Stored data
━━━━━━━━━━━━━━━━━━━━━━━━━━━━━━

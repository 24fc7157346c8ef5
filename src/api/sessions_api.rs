//! Session lifecycle endpoints: list a user's sessions, fetch a
//! session's transcript, delete a session. Grounded in the teacher's
//! `conversation_api`/`admin_api` REST handlers, trimmed to what this
//! core's `Session`/`Message` model needs to expose.

use axum::extract::{Path, State};
use axum::response::{IntoResponse, Response};
use axum::Json;
use serde::Serialize;

use crate::app_state::AppState;
use crate::auth::AuthUser;
use crate::domain::MemoryStatus;
use crate::error::CoreError;

#[derive(Debug, Serialize)]
struct SessionSummary {
    id: String,
    title: Option<String>,
    created_at: chrono::DateTime<chrono::Utc>,
    last_modified: chrono::DateTime<chrono::Utc>,
}

#[derive(Debug, Serialize)]
struct SessionsResponse {
    sessions: Vec<SessionSummary>,
}

pub async fn list_sessions(State(state): State<AppState>, user: AuthUser) -> Response {
    match state.db.list_sessions_for_user(&user.user_id) {
        Ok(sessions) => {
            let sessions = sessions
                .into_iter()
                .map(|s| SessionSummary {
                    id: s.id,
                    title: s.title,
                    created_at: s.created_at,
                    last_modified: s.last_activity_at,
                })
                .collect();
            Json(SessionsResponse { sessions }).into_response()
        }
        Err(e) => CoreError::storage(e).into_response(),
    }
}

#[derive(Debug, Serialize)]
struct HistoryMessage {
    id: i64,
    role: String,
    content: String,
    timestamp: chrono::DateTime<chrono::Utc>,
}

#[derive(Debug, Serialize)]
struct HistoryResponse {
    messages: Vec<HistoryMessage>,
}

pub async fn history(State(state): State<AppState>, user: AuthUser, Path(session_id): Path<String>) -> Response {
    match state.db.get_session(&session_id) {
        Ok(Some(session)) if session.user_id == user.user_id => {}
        Ok(Some(_)) | Ok(None) => {
            return CoreError::NotFound(format!("no session {session_id}")).into_response();
        }
        Err(e) => return CoreError::storage(e).into_response(),
    }

    let contextual = state.db.messages.list_by_status(&session_id, MemoryStatus::Contextual).await;
    let episodic = state.db.messages.list_by_status(&session_id, MemoryStatus::Episodic).await;
    let (contextual, episodic) = match (contextual, episodic) {
        (Ok(c), Ok(e)) => (c, e),
        (Err(e), _) | (_, Err(e)) => return e.into_response(),
    };

    let mut messages: Vec<HistoryMessage> = contextual
        .into_iter()
        .chain(episodic)
        .map(|m| HistoryMessage {
            id: m.id,
            role: m.role.as_str().to_string(),
            content: m.content_full,
            timestamp: m.timestamp,
        })
        .collect();
    messages.sort_by_key(|m| m.timestamp);

    Json(HistoryResponse { messages }).into_response()
}

#[derive(Debug, Serialize)]
struct StatusResponse {
    status: &'static str,
}

pub async fn delete_session(State(state): State<AppState>, user: AuthUser, Path(session_id): Path<String>) -> Response {
    match state.db.get_session(&session_id) {
        Ok(Some(session)) if session.user_id == user.user_id => {}
        Ok(Some(_)) | Ok(None) => {
            return CoreError::NotFound(format!("no session {session_id}")).into_response();
        }
        Err(e) => return CoreError::storage(e).into_response(),
    }

    if let Err(e) = state.sessions.delete(&user.user_id, &session_id).await {
        return e.into_response();
    }
    if let Err(e) = state.db.delete_session(&session_id) {
        return CoreError::storage(e).into_response();
    }
    Json(StatusResponse { status: "ok" }).into_response()
}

━━━━━━━━━━━━━━━━━━━━━━━━━━━━━━

> **EXERCISE**
Go through the data above and copy each line in which "await" appears.

> **RESPONSE**
    let contextual = state.db.messages.list_by_status(&session_id, MemoryStatus::Contextual).await;
    let episodic = state.db.messages.list_by_status(&session_id, MemoryStatus::Episodic).await;
    if let Err(e) = state.sessions.delete(&user.user_id, &session_id).await {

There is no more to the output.